ABOUT THIS TASK ->
Copy out exactly the lines from the first line of the material below through the line containing "the response exposed it.", and nothing beyond them.

SOURCE MATERIAL ->
• • • • • • •
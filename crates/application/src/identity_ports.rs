//! Identity provider port.

use async_trait::async_trait;

use accountgate_core::AppResult;
use accountgate_domain::{
    AdminCredential, IdentityRecord, ProviderUserId, TokenIntrospection, TokenSet, Username,
};

/// Result of submitting a new identity to the provider.
#[derive(Debug, Clone, PartialEq, Eq)]
pub enum IdentityCreation {
    /// The provider created the identity.
    Created {
        /// Provider id when the response exposed it.
        provider_id: Option<ProviderUserId>,
    },
    /// An identity with the same username or email already exists.
    Conflict,
}

/// Result of deleting an identity.
#[derive(Debug, Clone, Copy, PartialEq, Eq)]
pub enum IdentityDeletion {
    /// The identity was removed.
    Deleted,
    /// No identity with that id exists.
    NotFound,
}

/// Port over the external identity provider.
///
/// Unexpected statuses, transport errors and timeouts surface as
/// `AppError::Upstream`. Expected answers (conflict, not found) are values.
#[async_trait]
pub trait IdentityProvider: Send + Sync {
    /// Obtains a fresh administrative credential.
    async fn fetch_admin_credential(&self) -> AppResult<AdminCredential>;

    /// Creates an identity.
    async fn create_identity(
        &self,
        credential: &AdminCredential,
        record: &IdentityRecord,
    ) -> AppResult<IdentityCreation>;

    /// Deletes an identity by provider id.
    async fn delete_identity(
        &self,
        credential: &AdminCredential,
        provider_id: &ProviderUserId,
    ) -> AppResult<IdentityDeletion>;

    /// Resolves the provider id for an exact username match.
    async fn find_identity_by_username(
        &self,
        credential: &AdminCredential,
        username: &Username,
    ) -> AppResult<Option<ProviderUserId>>;

    /// Issues end-user tokens with the password grant.
    async fn issue_user_token(&self, username: &str, password: &str) -> AppResult<TokenSet>;

    /// Exchanges a refresh token for a new token set.
    async fn refresh_token(&self, refresh_token: &str) -> AppResult<TokenSet>;

    /// Introspects an access token.
    async fn introspect_token(&self, token: &str) -> AppResult<TokenIntrospection>;

    /// Ends the session bound to a refresh token.
    async fn logout(&self, refresh_token: &str) -> AppResult<()>;
}
use accountgate_application::RegistrationOutcome;
use accountgate_core::AppError;
use accountgate_domain::{AccountType, CompanyDetails, PlainPassword, RegistrationRequest};
use serde::{Deserialize, Serialize};
use ts_rs::TS;

use super::users::UserResponse;

/// Company details supplied with a business registration.
#[derive(Debug, Default, Deserialize, TS)]
#[ts(
    export,
    export_to = "../../../packages/api-types/src/generated/register-company-request.ts"
)]
pub struct RegisterCompanyRequest {
    #[serde(default)]
    pub company_name: String,
    pub tax_id: Option<String>,
    pub phone_number: Option<String>,
    pub country: Option<String>,
    pub city: Option<String>,
    pub zip_code: Option<String>,
}

/// Incoming payload for identity-first registration.
///
/// Required fields default to empty so that missing values surface as
/// validation errors instead of body rejections.
#[derive(Debug, Default, Deserialize, TS)]
#[ts(
    export,
    export_to = "../../../packages/api-types/src/generated/register-user-request.ts"
)]
pub struct RegisterUserRequest {
    #[serde(default)]
    pub username: String,
    #[serde(default)]
    pub email: String,
    #[serde(default)]
    pub password: String,
    pub first_name: Option<String>,
    pub last_name: Option<String>,
    pub phone_number: Option<String>,
    pub country: Option<String>,
    pub account_type: Option<String>,
    pub company: Option<RegisterCompanyRequest>,
}

/// Per-side-effect progress of a registration.
#[derive(Debug, Serialize, TS)]
#[ts(
    export,
    export_to = "../../../packages/api-types/src/generated/registration-steps-response.ts"
)]
pub struct RegistrationStepsResponse {
    pub identity: String,
    pub local_record: String,
    pub email: String,
}

/// Structured registration result.
#[derive(Debug, Serialize, TS)]
#[ts(
    export,
    export_to = "../../../packages/api-types/src/generated/registration-response.ts"
)]
pub struct RegistrationResponse {
    /// One of `created`, `conflict`, `identity_provider_failure`,
    /// `local_persist_failure`.
    pub status: String,
    pub message: String,
    pub user: Option<UserResponse>,
    pub provider_id: Option<String>,
    pub email_sent: Option<bool>,
    pub compensation: Option<String>,
    pub requires_manual_cleanup: bool,
    pub retry_safe: bool,
    pub steps: RegistrationStepsResponse,
}

impl TryFrom<RegisterUserRequest> for RegistrationRequest {
    type Error = AppError;

    fn try_from(value: RegisterUserRequest) -> Result<Self, Self::Error> {
        let account_type = match value.account_type {
            Some(account_type) => AccountType::parse(&account_type.trim().to_ascii_uppercase())?,
            None => AccountType::default(),
        };

        Ok(Self {
            username: value.username,
            email: value.email,
            first_name: value.first_name,
            last_name: value.last_name,
            phone_number: value.phone_number,
            country: value.country,
            password: PlainPassword::new(value.password),
            account_type,
            company: value.company.map(|company| CompanyDetails {
                company_name: company.company_name,
                tax_id: company.tax_id,
                phone_number: company.phone_number,
                country: company.country,
                city: company.city,
                zip_code: company.zip_code,
            }),
        })
    }
}

impl RegistrationResponse {
    /// Renders an outcome. Failure detail is replaced by a generic message
    /// unless `expose_details` is set.
    #[must_use]
    pub fn from_outcome(outcome: RegistrationOutcome, expose_details: bool) -> Self {
        let steps = outcome.steps();
        let steps = RegistrationStepsResponse {
            identity: steps.identity.as_str().to_owned(),
            local_record: steps.local_record.as_str().to_owned(),
            email: steps.email.as_str().to_owned(),
        };
        let retry_safe = outcome.is_retry_safe();
        let requires_manual_cleanup = outcome.requires_manual_cleanup();

        let (status, message, user, provider_id, email_sent, compensation) = match outcome {
            RegistrationOutcome::Created {
                user,
                email_sent,
                identity,
            } => (
                "created",
                "user registered".to_owned(),
                Some(UserResponse::from(user)),
                identity.provider_id.map(|id| id.as_str().to_owned()),
                Some(email_sent),
                None,
            ),
            RegistrationOutcome::Conflict { reason } => (
                "conflict",
                reason.message().to_owned(),
                None,
                None,
                None,
                None,
            ),
            RegistrationOutcome::IdentityProviderFailure { detail } => (
                "identity_provider_failure",
                safe_message(detail, "identity provider failure", expose_details),
                None,
                None,
                None,
                None,
            ),
            RegistrationOutcome::LocalPersistFailure {
                detail,
                compensation,
            } => (
                "local_persist_failure",
                safe_message(detail, "failed to persist local user", expose_details),
                None,
                None,
                None,
                Some(compensation.as_str().to_owned()),
            ),
        };

        Self {
            status: status.to_owned(),
            message,
            user,
            provider_id,
            email_sent,
            compensation,
            requires_manual_cleanup,
            retry_safe,
            steps,
        }
    }
}

fn safe_message(detail: String, generic: &str, expose_details: bool) -> String {
    if expose_details {
        detail
    } else {
        generic.to_owned()
    }
}
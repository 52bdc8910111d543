//! Account gateway API composition root.

#![forbid(unsafe_code)]

mod api_config;
mod api_router;
mod api_services;
mod dto;
mod error;
mod handlers;
mod middleware;
mod state;

use accountgate_core::AppError;
use tracing::info;

use crate::api_config::{ApiConfig, init_tracing};
use crate::api_router::build_router;
use crate::api_services::{build_app_state, connect_and_migrate};

#[tokio::main]
async fn main() -> Result<(), AppError> {
    dotenvy::dotenv().ok();
    init_tracing();

    let config = ApiConfig::load()?;
    let pool = connect_and_migrate(&config.database_url, config.database_max_connections).await?;

    if config.migrate_only {
        info!("database migrations applied successfully");
        return Ok(());
    }

    let app_state = build_app_state(pool, &config)?;
    let app = build_router(app_state, &config.frontend_url)?;

    let address = config.socket_address()?;
    let listener = tokio::net::TcpListener::bind(address)
        .await
        .map_err(|error| AppError::Internal(format!("failed to bind listener: {error}")))?;

    info!(%address, "accountgate-api listening");

    axum::serve(listener, app)
        .await
        .map_err(|error| AppError::Internal(format!("api server error: {error}")))
}
use accountgate_application::RegistrationOutcome;
use accountgate_domain::RegistrationRequest;
use axum::Json;
use axum::extract::State;
use axum::http::StatusCode;

use crate::dto::{RegisterUserRequest, RegistrationResponse};
use crate::error::ApiResult;
use crate::state::AppState;

pub async fn register_identity_first_handler(
    State(state): State<AppState>,
    Json(payload): Json<RegisterUserRequest>,
) -> ApiResult<(StatusCode, Json<RegistrationResponse>)> {
    let request = RegistrationRequest::try_from(payload).map_err(|error| state.api_error(error))?;

    let outcome = state
        .registration_service
        .register_identity_first(request)
        .await
        .map_err(|error| state.api_error(error))?;

    let status = outcome_status(&outcome);
    Ok((
        status,
        Json(RegistrationResponse::from_outcome(
            outcome,
            state.expose_error_details,
        )),
    ))
}

fn outcome_status(outcome: &RegistrationOutcome) -> StatusCode {
    match outcome {
        RegistrationOutcome::Created { .. } => StatusCode::CREATED,
        RegistrationOutcome::Conflict { .. } => StatusCode::CONFLICT,
        RegistrationOutcome::IdentityProviderFailure { .. } => StatusCode::BAD_GATEWAY,
        RegistrationOutcome::LocalPersistFailure { .. } => StatusCode::INTERNAL_SERVER_ERROR,
    }
}
mod common;
mod email;
mod registration;
mod tokens;
mod users;

pub use common::{GenericMessageResponse, HealthResponse};
pub use email::{EmailStatusResponse, SendEmailRequest, TestEmailQuery, WelcomeEmailQuery};
pub use registration::{RegisterUserRequest, RegistrationResponse};
pub use tokens::{
    AdminTokenResponse, IntrospectTokenRequest, LoginRequest, LogoutRequest,
    RefreshTokenRequest, TokenIntrospectionResponse, TokenResponse,
};
pub use users::{UpdateUserRequest, UserResponse};
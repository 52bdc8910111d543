use accountgate_domain::{ProviderUserId, Username};

use crate::{CompensationResult, LocalUserRecord};

/// Why a registration was rejected as a duplicate.
#[derive(Debug, Clone, Copy, PartialEq, Eq)]
pub enum ConflictReason {
    /// A local record already uses the email.
    EmailAlreadyRegistered,
    /// The identity provider already holds the username or email.
    IdentityAlreadyExists,
}

impl ConflictReason {
    /// Returns the caller-facing message.
    #[must_use]
    pub fn message(&self) -> &'static str {
        match self {
            Self::EmailAlreadyRegistered => "email already registered",
            Self::IdentityAlreadyExists => "identity already exists",
        }
    }
}

/// Identity created at the provider for a successful registration.
#[derive(Debug, Clone, PartialEq, Eq)]
pub struct IdentityStatus {
    /// Username the identity was registered under.
    pub username: Username,
    /// Provider id when the create response exposed it.
    pub provider_id: Option<ProviderUserId>,
}

/// Terminal result of a registration.
#[derive(Debug, Clone, PartialEq, Eq)]
pub enum RegistrationOutcome {
    /// Identity and local record exist.
    Created {
        /// Persisted local record.
        user: LocalUserRecord,
        /// Whether the welcome email was delivered to the transport.
        email_sent: bool,
        /// Provider-side identity.
        identity: IdentityStatus,
    },
    /// A duplicate was detected; nothing was created.
    Conflict {
        /// Where the duplicate was found.
        reason: ConflictReason,
    },
    /// The identity provider could not create the identity.
    IdentityProviderFailure {
        /// Failure detail.
        detail: String,
    },
    /// The identity was created but the local record was not.
    LocalPersistFailure {
        /// Failure detail.
        detail: String,
        /// Result of removing the created identity.
        compensation: CompensationResult,
    },
}

/// Progress of one registration side effect.
#[derive(Debug, Clone, Copy, PartialEq, Eq)]
pub enum StepState {
    /// The step completed.
    Succeeded,
    /// The step ran and failed.
    Failed,
    /// The step never ran.
    Skipped,
    /// The step completed and was undone.
    RolledBack,
}

impl StepState {
    /// Returns the stable wire name.
    #[must_use]
    pub fn as_str(&self) -> &'static str {
        match self {
            Self::Succeeded => "succeeded",
            Self::Failed => "failed",
            Self::Skipped => "skipped",
            Self::RolledBack => "rolled_back",
        }
    }
}

/// Per-side-effect summary of a registration.
#[derive(Debug, Clone, Copy, PartialEq, Eq)]
pub struct StepReport {
    /// Identity creation at the provider.
    pub identity: StepState,
    /// Local record persistence.
    pub local_record: StepState,
    /// Welcome email delivery.
    pub email: StepState,
}

impl RegistrationOutcome {
    /// Returns whether repeating the same request cannot collide with state
    /// left behind by this attempt.
    #[must_use]
    pub fn is_retry_safe(&self) -> bool {
        match self {
            Self::Created { .. } => false,
            Self::Conflict { .. } | Self::IdentityProviderFailure { .. } => true,
            Self::LocalPersistFailure { compensation, .. } => {
                !compensation.requires_manual_cleanup()
            }
        }
    }

    /// Returns whether an identity may remain without a local record.
    #[must_use]
    pub fn requires_manual_cleanup(&self) -> bool {
        matches!(
            self,
            Self::LocalPersistFailure { compensation, .. } if compensation.requires_manual_cleanup()
        )
    }

    /// Reports what happened to each side effect.
    #[must_use]
    pub fn steps(&self) -> StepReport {
        match self {
            Self::Created { email_sent, .. } => StepReport {
                identity: StepState::Succeeded,
                local_record: StepState::Succeeded,
                email: if *email_sent {
                    StepState::Succeeded
                } else {
                    StepState::Failed
                },
            },
            Self::Conflict { reason } => StepReport {
                identity: match reason {
                    ConflictReason::EmailAlreadyRegistered => StepState::Skipped,
                    ConflictReason::IdentityAlreadyExists => StepState::Failed,
                },
                local_record: StepState::Skipped,
                email: StepState::Skipped,
            },
            Self::IdentityProviderFailure { .. } => StepReport {
                identity: StepState::Failed,
                local_record: StepState::Skipped,
                email: StepState::Skipped,
            },
            Self::LocalPersistFailure { compensation, .. } => StepReport {
                identity: match compensation {
                    CompensationResult::Succeeded | CompensationResult::SkippedNotFound => {
                        StepState::RolledBack
                    }
                    CompensationResult::Failed { .. } => StepState::Succeeded,
                },
                local_record: StepState::Failed,
                email: StepState::Skipped,
            },
        }
    }
}
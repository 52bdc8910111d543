use accountgate_domain::{AdminCredential, TokenIntrospection, TokenSet};
use serde::{Deserialize, Serialize};
use ts_rs::TS;

/// Incoming payload for username/password login.
#[derive(Debug, Deserialize, TS)]
#[ts(
    export,
    export_to = "../../../packages/api-types/src/generated/login-request.ts"
)]
pub struct LoginRequest {
    #[serde(default)]
    pub username: String,
    #[serde(default)]
    pub password: String,
}

/// Incoming payload for a refresh-token exchange.
#[derive(Debug, Deserialize, TS)]
#[ts(
    export,
    export_to = "../../../packages/api-types/src/generated/refresh-token-request.ts"
)]
pub struct RefreshTokenRequest {
    #[serde(default)]
    pub refresh_token: String,
}

/// Incoming payload for token introspection.
#[derive(Debug, Deserialize, TS)]
#[ts(
    export,
    export_to = "../../../packages/api-types/src/generated/introspect-token-request.ts"
)]
pub struct IntrospectTokenRequest {
    #[serde(default)]
    pub token: String,
}

/// Incoming payload for logout.
#[derive(Debug, Deserialize, TS)]
#[ts(
    export,
    export_to = "../../../packages/api-types/src/generated/logout-request.ts"
)]
pub struct LogoutRequest {
    #[serde(default)]
    pub refresh_token: String,
}

/// Tokens issued to an end user.
#[derive(Debug, Serialize, TS)]
#[ts(
    export,
    export_to = "../../../packages/api-types/src/generated/token-response.ts"
)]
pub struct TokenResponse {
    pub access_token: String,
    pub refresh_token: Option<String>,
    pub expires_in: u64,
    pub refresh_expires_in: Option<u64>,
    pub token_type: String,
    pub scope: Option<String>,
}

/// Token introspection result.
#[derive(Debug, Serialize, TS)]
#[ts(
    export,
    export_to = "../../../packages/api-types/src/generated/token-introspection-response.ts"
)]
pub struct TokenIntrospectionResponse {
    pub active: bool,
    pub subject: Option<String>,
    pub username: Option<String>,
    pub email: Option<String>,
    pub expires_at: Option<i64>,
}

/// Administrative access token for diagnostics.
#[derive(Debug, Serialize, TS)]
#[ts(
    export,
    export_to = "../../../packages/api-types/src/generated/admin-token-response.ts"
)]
pub struct AdminTokenResponse {
    pub access_token: String,
    pub expires_in: u64,
}

impl From<TokenSet> for TokenResponse {
    fn from(value: TokenSet) -> Self {
        Self {
            access_token: value.access_token,
            refresh_token: value.refresh_token,
            expires_in: value.expires_in,
            refresh_expires_in: value.refresh_expires_in,
            token_type: value.token_type,
            scope: value.scope,
        }
    }
}

impl From<TokenIntrospection> for TokenIntrospectionResponse {
    fn from(value: TokenIntrospection) -> Self {
        Self {
            active: value.active,
            subject: value.subject,
            username: value.username,
            email: value.email,
            expires_at: value.expires_at,
        }
    }
}

impl From<AdminCredential> for AdminTokenResponse {
    fn from(value: AdminCredential) -> Self {
        Self {
            access_token: value.access_token().to_owned(),
            expires_in: value.expires_in(),
        }
    }
}
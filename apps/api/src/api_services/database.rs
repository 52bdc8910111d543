use std::time::Duration;

use accountgate_core::AppError;
use sqlx::PgPool;
use sqlx::migrate::Migrator;
use sqlx::postgres::PgPoolOptions;
use tracing::info;

static MIGRATOR: Migrator = sqlx::migrate!("../../crates/infrastructure/migrations");

/// Opens the user store pool and applies pending schema migrations.
pub async fn connect_and_migrate(
    database_url: &str,
    max_connections: u32,
) -> Result<PgPool, AppError> {
    let pool = PgPoolOptions::new()
        .max_connections(max_connections)
        .acquire_timeout(Duration::from_secs(5))
        .connect(database_url)
        .await
        .map_err(|error| AppError::Internal(format!("failed to connect to database: {error}")))?;

    MIGRATOR
        .run(&pool)
        .await
        .map_err(|error| AppError::Internal(format!("failed to run migrations: {error}")))?;

    info!(
        migrations = MIGRATOR.iter().count(),
        max_connections, "user store ready"
    );
    Ok(pool)
}
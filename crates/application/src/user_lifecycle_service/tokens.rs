use accountgate_core::{AppError, AppResult};
use accountgate_domain::{TokenIntrospection, TokenSet};

use super::UserLifecycleService;

fn required<'a>(value: &'a str, field: &str) -> AppResult<&'a str> {
    let trimmed = value.trim();
    if trimmed.is_empty() {
        return Err(AppError::Validation(format!("{field} is required")));
    }
    Ok(trimmed)
}

impl UserLifecycleService {
    /// Issues tokens for a username and password.
    pub async fn login(&self, username: &str, password: &str) -> AppResult<TokenSet> {
        let username = required(username, "username")?;
        if password.is_empty() {
            return Err(AppError::Validation("password is required".to_owned()));
        }

        self.identity_provider
            .issue_user_token(username, password)
            .await
    }

    /// Exchanges a refresh token for a new token set.
    pub async fn refresh(&self, refresh_token: &str) -> AppResult<TokenSet> {
        let refresh_token = required(refresh_token, "refresh token")?;
        self.identity_provider.refresh_token(refresh_token).await
    }

    /// Introspects an access token.
    pub async fn introspect(&self, token: &str) -> AppResult<TokenIntrospection> {
        let token = required(token, "token")?;
        self.identity_provider.introspect_token(token).await
    }

    /// Ends the session bound to a refresh token.
    pub async fn logout(&self, refresh_token: &str) -> AppResult<()> {
        let refresh_token = required(refresh_token, "refresh token")?;
        self.identity_provider.logout(refresh_token).await
    }
}
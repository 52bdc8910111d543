use sqlx::{Postgres, Transaction};

use super::*;

impl PostgresUserStore {
    pub(super) async fn create_user_and_company_impl(
        &self,
        user: NewLocalUser,
    ) -> AppResult<LocalUserRecord> {
        let mut transaction = self.pool.begin().await.map_err(|error| {
            AppError::Internal(format!(
                "failed to start user create transaction for '{}': {error}",
                user.username
            ))
        })?;

        let company_id = match &user.company {
            Some(company) => Some(
                sqlx::query_scalar::<_, i64>(
                    r#"
                    INSERT INTO companies (company_name, tax_id, phone_number, country, city, zip_code)
                    VALUES ($1, $2, $3, $4, $5, $6)
                    RETURNING id
                    "#,
                )
                .bind(company.company_name.as_str())
                .bind(company.tax_id.as_deref())
                .bind(company.phone_number.as_deref())
                .bind(company.country.as_deref())
                .bind(company.city.as_deref())
                .bind(company.zip_code.as_deref())
                .fetch_one(&mut *transaction)
                .await
                .map_err(|error| unique_conflict_or_internal(error, "create company"))?,
            ),
            None => None,
        };

        let user_id = sqlx::query_scalar::<_, i64>(
            r#"
            INSERT INTO users (
                account_type, first_name, last_name, username, email,
                phone_number, country, password_hash, company_id
            )
            VALUES ($1, $2, $3, $4, LOWER($5), $6, $7, $8, $9)
            RETURNING id
            "#,
        )
        .bind(user.account_type.as_str())
        .bind(user.first_name.as_deref())
        .bind(user.last_name.as_deref())
        .bind(user.username.as_str())
        .bind(user.email.as_str())
        .bind(user.phone_number.as_deref())
        .bind(user.country.as_deref())
        .bind(user.password_hash.as_str())
        .bind(company_id)
        .fetch_one(&mut *transaction)
        .await
        .map_err(|error| unique_conflict_or_internal(error, "create user"))?;

        let record = fetch_in_transaction(&mut transaction, user_id).await?;

        transaction.commit().await.map_err(|error| {
            unique_conflict_or_internal(error, "commit user create transaction")
        })?;

        Ok(record)
    }

    pub(super) async fn update_user_impl(
        &self,
        user_id: LocalUserId,
        update: UserUpdate,
    ) -> AppResult<LocalUserRecord> {
        let mut transaction = self.pool.begin().await.map_err(|error| {
            AppError::Internal(format!(
                "failed to start user update transaction for user {user_id}: {error}"
            ))
        })?;

        let company_id = sqlx::query_scalar::<_, Option<i64>>(
            r#"
            SELECT company_id
            FROM users
            WHERE id = $1
            FOR UPDATE
            "#,
        )
        .bind(user_id.as_i64())
        .fetch_optional(&mut *transaction)
        .await
        .map_err(|error| AppError::Internal(format!("failed to lock user {user_id}: {error}")))?
        .ok_or_else(|| AppError::NotFound(format!("user {user_id} not found")))?;

        sqlx::query(
            r#"
            UPDATE users
            SET account_type = COALESCE($2, account_type),
                first_name = COALESCE($3, first_name),
                last_name = COALESCE($4, last_name),
                email = COALESCE(LOWER($5), email),
                phone_number = COALESCE($6, phone_number),
                country = COALESCE($7, country),
                disabled = COALESCE($8, disabled),
                password_hash = COALESCE($9, password_hash),
                updated_at = now()
            WHERE id = $1
            "#,
        )
        .bind(user_id.as_i64())
        .bind(update.account_type.map(|account_type| account_type.as_str()))
        .bind(update.first_name.as_deref())
        .bind(update.last_name.as_deref())
        .bind(update.email.as_ref().map(EmailAddress::as_str))
        .bind(update.phone_number.as_deref())
        .bind(update.country.as_deref())
        .bind(update.disabled)
        .bind(update.password_hash.as_deref())
        .execute(&mut *transaction)
        .await
        .map_err(|error| unique_conflict_or_internal(error, "update user"))?;

        match (company_id, update.company.as_ref()) {
            (Some(company_id), Some(company)) => {
                sqlx::query(
                    r#"
                    UPDATE companies
                    SET company_name = COALESCE($2, company_name),
                        tax_id = COALESCE($3, tax_id),
                        phone_number = COALESCE($4, phone_number),
                        country = COALESCE($5, country),
                        city = COALESCE($6, city),
                        zip_code = COALESCE($7, zip_code),
                        updated_at = now()
                    WHERE id = $1
                    "#,
                )
                .bind(company_id)
                .bind(company.company_name.as_deref())
                .bind(company.tax_id.as_deref())
                .bind(company.phone_number.as_deref())
                .bind(company.country.as_deref())
                .bind(company.city.as_deref())
                .bind(company.zip_code.as_deref())
                .execute(&mut *transaction)
                .await
                .map_err(|error| {
                    AppError::Internal(format!("failed to update company {company_id}: {error}"))
                })?;
            }
            (None, Some(company)) => {
                let company_name = company.company_name.as_deref().ok_or_else(|| {
                    AppError::Validation(format!(
                        "user {user_id} has no company; company name is required to add one"
                    ))
                })?;

                let company_id = sqlx::query_scalar::<_, i64>(
                    r#"
                    INSERT INTO companies (company_name, tax_id, phone_number, country, city, zip_code)
                    VALUES ($1, $2, $3, $4, $5, $6)
                    RETURNING id
                    "#,
                )
                .bind(company_name)
                .bind(company.tax_id.as_deref())
                .bind(company.phone_number.as_deref())
                .bind(company.country.as_deref())
                .bind(company.city.as_deref())
                .bind(company.zip_code.as_deref())
                .fetch_one(&mut *transaction)
                .await
                .map_err(|error| unique_conflict_or_internal(error, "create company"))?;

                sqlx::query("UPDATE users SET company_id = $2 WHERE id = $1")
                    .bind(user_id.as_i64())
                    .bind(company_id)
                    .execute(&mut *transaction)
                    .await
                    .map_err(|error| {
                        AppError::Internal(format!(
                            "failed to attach company {company_id} to user {user_id}: {error}"
                        ))
                    })?;
            }
            (_, None) => {}
        }

        let record = fetch_in_transaction(&mut transaction, user_id.as_i64()).await?;

        transaction.commit().await.map_err(|error| {
            AppError::Internal(format!(
                "failed to commit user update transaction for user {user_id}: {error}"
            ))
        })?;

        Ok(record)
    }

    pub(super) async fn delete_by_id_impl(&self, user_id: LocalUserId) -> AppResult<bool> {
        let mut transaction = self.pool.begin().await.map_err(|error| {
            AppError::Internal(format!(
                "failed to start user delete transaction for user {user_id}: {error}"
            ))
        })?;

        let deleted = sqlx::query_scalar::<_, Option<i64>>(
            r#"
            DELETE FROM users
            WHERE id = $1
            RETURNING company_id
            "#,
        )
        .bind(user_id.as_i64())
        .fetch_optional(&mut *transaction)
        .await
        .map_err(|error| AppError::Internal(format!("failed to delete user {user_id}: {error}")))?;

        if let Some(Some(company_id)) = deleted {
            sqlx::query("DELETE FROM companies WHERE id = $1")
                .bind(company_id)
                .execute(&mut *transaction)
                .await
                .map_err(|error| {
                    AppError::Internal(format!("failed to delete company {company_id}: {error}"))
                })?;
        }

        transaction.commit().await.map_err(|error| {
            AppError::Internal(format!(
                "failed to commit user delete transaction for user {user_id}: {error}"
            ))
        })?;

        Ok(deleted.is_some())
    }
}

async fn fetch_in_transaction(
    transaction: &mut Transaction<'_, Postgres>,
    user_id: i64,
) -> AppResult<LocalUserRecord> {
    let row = sqlx::query_as::<_, UserRow>(&format!("{USER_SELECT} WHERE u.id = $1"))
        .bind(user_id)
        .fetch_one(&mut **transaction)
        .await
        .map_err(|error| AppError::Internal(format!("failed to reload user {user_id}: {error}")))?;

    LocalUserRecord::try_from(row)
}
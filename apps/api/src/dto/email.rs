use accountgate_application::OutgoingEmail;
use serde::{Deserialize, Serialize};
use ts_rs::TS;

/// Incoming payload for a direct email send.
#[derive(Debug, Deserialize, TS)]
#[ts(
    export,
    export_to = "../../../packages/api-types/src/generated/send-email-request.ts"
)]
pub struct SendEmailRequest {
    #[serde(default)]
    pub to: String,
    #[serde(default)]
    pub subject: String,
    #[serde(default)]
    pub text_body: String,
    pub html_body: Option<String>,
}

/// Query of the welcome email endpoint.
#[derive(Debug, Deserialize)]
pub struct WelcomeEmailQuery {
    pub email: Option<String>,
    pub name: Option<String>,
}

/// Query of the transport check endpoint.
#[derive(Debug, Deserialize)]
pub struct TestEmailQuery {
    pub to: Option<String>,
}

/// Email transport status.
#[derive(Debug, Serialize, TS)]
#[ts(
    export,
    export_to = "../../../packages/api-types/src/generated/email-status-response.ts"
)]
pub struct EmailStatusResponse {
    pub status: &'static str,
    pub provider: &'static str,
    pub endpoints: Vec<&'static str>,
}

impl From<SendEmailRequest> for OutgoingEmail {
    fn from(value: SendEmailRequest) -> Self {
        Self {
            to: value.to,
            subject: value.subject,
            text_body: value.text_body,
            html_body: value.html_body,
        }
    }
}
• • • • • • •
RESPONSE AREA ->
filename crates/application/src/identity_ports.rs
//! Identity provider port.

use async_trait::async_trait;

use accountgate_core::AppResult;
use accountgate_domain::{
    AdminCredential, IdentityRecord, ProviderUserId, TokenIntrospection, TokenSet, Username,
};

/// Result of submitting a new identity to the provider.
#[derive(Debug, Clone, PartialEq, Eq)]
pub enum IdentityCreation {
    /// The provider created the identity.
    Created {
        /// Provider id when the response exposed it.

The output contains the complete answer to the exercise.